[Collected data]
BEGIN

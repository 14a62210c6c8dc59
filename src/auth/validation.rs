//! Field validation rules and the advisory password strength score
//!
//! Every function here is pure. Empty input is rejected with
//! [`ValidationError::Empty`] before any format or length rule runs.
//! Email and name are trimmed first; passwords are taken verbatim.

use super::error::{ValidationError, ValidationResult};
use serde::{Deserialize, Serialize};

/// Password rules injected into validation
#[derive(Debug, Clone, Copy, PartialEq, Eq)]
pub struct PasswordPolicy {
    pub min_length: usize,
    pub require_upper: bool,
    pub require_lower: bool,
    pub require_digit: bool,
}

impl PasswordPolicy {
    /// Six characters, no character-class requirements
    pub const fn lenient() -> Self {
        Self {
            min_length: 6,
            require_upper: false,
            require_lower: false,
            require_digit: false,
        }
    }

    /// Eight characters with upper-case, lower-case and a digit
    pub const fn strict() -> Self {
        Self {
            min_length: 8,
            require_upper: true,
            require_lower: true,
            require_digit: true,
        }
    }
}

impl Default for PasswordPolicy {
    fn default() -> Self {
        Self::lenient()
    }
}

/// Named policy presets selectable from configuration
#[derive(Debug, Clone, Copy, PartialEq, Eq, Default, Serialize, Deserialize)]
#[serde(rename_all = "snake_case")]
pub enum PolicyPreset {
    #[default]
    Lenient,
    Strict,
}

impl PolicyPreset {
    pub fn policy(self) -> PasswordPolicy {
        match self {
            Self::Lenient => PasswordPolicy::lenient(),
            Self::Strict => PasswordPolicy::strict(),
        }
    }
}

pub fn validate_email(raw: &str) -> ValidationResult {
    let email = raw.trim();
    if email.is_empty() {
        return Err(ValidationError::Empty);
    }

    let (local, domain) = email
        .split_once('@')
        .ok_or(ValidationError::MalformedEmail)?;

    if !is_address_part(local) || !is_address_part(domain) {
        return Err(ValidationError::MalformedEmail);
    }

    // Needs a dot with text on both sides somewhere in the domain
    let has_inner_dot = domain
        .char_indices()
        .any(|(i, c)| c == '.' && i > 0 && i + 1 < domain.len());
    if !has_inner_dot {
        return Err(ValidationError::MalformedEmail);
    }

    Ok(())
}

fn is_address_part(part: &str) -> bool {
    !part.is_empty() && !part.chars().any(|c| c == '@' || c.is_whitespace())
}

pub fn validate_password(raw: &str, policy: &PasswordPolicy) -> ValidationResult {
    if raw.is_empty() {
        return Err(ValidationError::Empty);
    }

    if raw.chars().count() < policy.min_length {
        return Err(ValidationError::PasswordTooShort {
            min_length: policy.min_length,
        });
    }

    let missing_upper = policy.require_upper && !raw.chars().any(|c| c.is_ascii_uppercase());
    let missing_lower = policy.require_lower && !raw.chars().any(|c| c.is_ascii_lowercase());
    let missing_digit = policy.require_digit && !raw.chars().any(|c| c.is_ascii_digit());
    if missing_upper || missing_lower || missing_digit {
        return Err(ValidationError::PasswordTooWeak);
    }

    Ok(())
}

/// Confirmation must be present and byte-equal to the password
pub fn validate_confirmation(password: &str, confirm: &str) -> ValidationResult {
    if confirm.is_empty() {
        return Err(ValidationError::Empty);
    }
    if password != confirm {
        return Err(ValidationError::Mismatch);
    }
    Ok(())
}

pub fn validate_required_text(raw: &str) -> ValidationResult {
    if raw.trim().is_empty() {
        return Err(ValidationError::Empty);
    }
    Ok(())
}

pub fn validate_acceptance(flag: bool) -> ValidationResult {
    if flag {
        Ok(())
    } else {
        Err(ValidationError::TermsNotAccepted)
    }
}

/// Highest value [`score_password_strength`] can return
pub const MAX_STRENGTH: u8 = 5;

/// Score a password from 0 to 5. Never blocks submission.
pub fn score_password_strength(raw: &str) -> u8 {
    let checks = [
        raw.chars().count() >= 8,
        raw.chars().any(|c| c.is_ascii_lowercase()),
        raw.chars().any(|c| c.is_ascii_uppercase()),
        raw.chars().any(|c| c.is_ascii_digit()),
        raw.chars().any(|c| !c.is_ascii_alphanumeric()),
    ];
    checks.iter().filter(|passed| **passed).count() as u8
}

/// Coarse bucket of the strength score used by the meter
#[derive(Debug, Clone, Copy, PartialEq, Eq)]
pub enum StrengthLevel {
    Weak,
    Fair,
    Good,
    Strong,
}

impl StrengthLevel {
    pub fn from_score(score: u8) -> Self {
        match score {
            0..=2 => Self::Weak,
            3 => Self::Fair,
            4 => Self::Good,
            _ => Self::Strong,
        }
    }

    pub fn label(&self) -> &'static str {
        match self {
            Self::Weak => "Weak",
            Self::Fair => "Fair",
            Self::Good => "Good",
            Self::Strong => "Strong",
        }
    }
}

END

Instructions for the task:
Please return the data above in full, without altering a single line.

Solution to this task:
repository 14a62210c6c8dc59
filename src/auth/validation.rs
//! Field validation rules and the advisory password strength score
//!
//! Every function here is pure. Empty input is rejected with
//! [`ValidationError::Empty`] before any format or length rule runs.
//! Email and name are trimmed first; passwords are taken verbatim.

use super::error::{ValidationError, ValidationResult};
use serde::{Deserialize, Serialize};

/// Password rules injected into validation
#[derive(Debug, Clone, Copy, PartialEq, Eq)]
pub struct PasswordPolicy {
    pub min_length: usize,
    pub require_upper: bool,
    pub require_lower: bool,
    pub require_digit: bool,
}

impl PasswordPolicy {
    /// Six characters, no character-class requirements
    pub const fn lenient() -> Self {
        Self {
            min_length: 6,
            require_upper: false,
            require_lower: false,
            require_digit: false,
        }
    }

    /// Eight characters with upper-case, lower-case and a digit
    pub const fn strict() -> Self {
        Self {
            min_length: 8,
            require_upper: true,
            require_lower: true,
            require_digit: true,
        }
    }
}

impl Default for PasswordPolicy {
    fn default() -> Self {
        Self::lenient()
    }
}

/// Named policy presets selectable from configuration
#[derive(Debug, Clone, Copy, PartialEq, Eq, Default, Serialize, Deserialize)]
#[serde(rename_all = "snake_case")]
pub enum PolicyPreset {
    #[default]
    Lenient,
    Strict,
}

impl PolicyPreset {
    pub fn policy(self) -> PasswordPolicy {
        match self {
            Self::Lenient => PasswordPolicy::lenient(),
            Self::Strict => PasswordPolicy::strict(),
        }
    }
}

pub fn validate_email(raw: &str) -> ValidationResult {
    let email = raw.trim();
    if email.is_empty() {
        return Err(ValidationError::Empty);
    }

    let (local, domain) = email
        .split_once('@')
        .ok_or(ValidationError::MalformedEmail)?;

    if !is_address_part(local) || !is_address_part(domain) {
        return Err(ValidationError::MalformedEmail);
    }

    // Needs a dot with text on both sides somewhere in the domain
    let has_inner_dot = domain
        .char_indices()
        .any(|(i, c)| c == '.' && i > 0 && i + 1 < domain.len());
    if !has_inner_dot {
        return Err(ValidationError::MalformedEmail);
    }

    Ok(())
}

fn is_address_part(part: &str) -> bool {
    !part.is_empty() && !part.chars().any(|c| c == '@' || c.is_whitespace())
}

pub fn validate_password(raw: &str, policy: &PasswordPolicy) -> ValidationResult {
    if raw.is_empty() {
        return Err(ValidationError::Empty);
    }

    if raw.chars().count() < policy.min_length {
        return Err(ValidationError::PasswordTooShort {
            min_length: policy.min_length,
        });
    }

    let missing_upper = policy.require_upper && !raw.chars().any(|c| c.is_ascii_uppercase());
    let missing_lower = policy.require_lower && !raw.chars().any(|c| c.is_ascii_lowercase());
    let missing_digit = policy.require_digit && !raw.chars().any(|c| c.is_ascii_digit());
    if missing_upper || missing_lower || missing_digit {
        return Err(ValidationError::PasswordTooWeak);
    }

    Ok(())
}

/// Confirmation must be present and byte-equal to the password
pub fn validate_confirmation(password: &str, confirm: &str) -> ValidationResult {
    if confirm.is_empty() {
        return Err(ValidationError::Empty);
    }
    if password != confirm {
        return Err(ValidationError::Mismatch);
    }
    Ok(())
}

pub fn validate_required_text(raw: &str) -> ValidationResult {
    if raw.trim().is_empty() {
        return Err(ValidationError::Empty);
    }
    Ok(())
}

pub fn validate_acceptance(flag: bool) -> ValidationResult {
    if flag {
        Ok(())
    } else {
        Err(ValidationError::TermsNotAccepted)
    }
}

/// Highest value [`score_password_strength`] can return
pub const MAX_STRENGTH: u8 = 5;

/// Score a password from 0 to 5. Never blocks submission.
pub fn score_password_strength(raw: &str) -> u8 {
    let checks = [
        raw.chars().count() >= 8,
        raw.chars().any(|c| c.is_ascii_lowercase()),
        raw.chars().any(|c| c.is_ascii_uppercase()),
        raw.chars().any(|c| c.is_ascii_digit()),
        raw.chars().any(|c| !c.is_ascii_alphanumeric()),
    ];
    checks.iter().filter(|passed| **passed).count() as u8
}

/// Coarse bucket of the strength score used by the meter
#[derive(Debug, Clone, Copy, PartialEq, Eq)]
pub enum StrengthLevel {
    Weak,
    Fair,
    Good,
    Strong,
}

impl StrengthLevel {
    pub fn from_score(score: u8) -> Self {
        match score {
            0..=2 => Self::Weak,
            3 => Self::Fair,
            4 => Self::Good,
            _ => Self::Strong,
        }
    }

    pub fn label(&self) -> &'static str {
        match self {
            Self::Weak => "Weak",
            Self::Fair => "Fair",
            Self::Good => "Good",
            Self::Strong => "Strong",
        }
    }
}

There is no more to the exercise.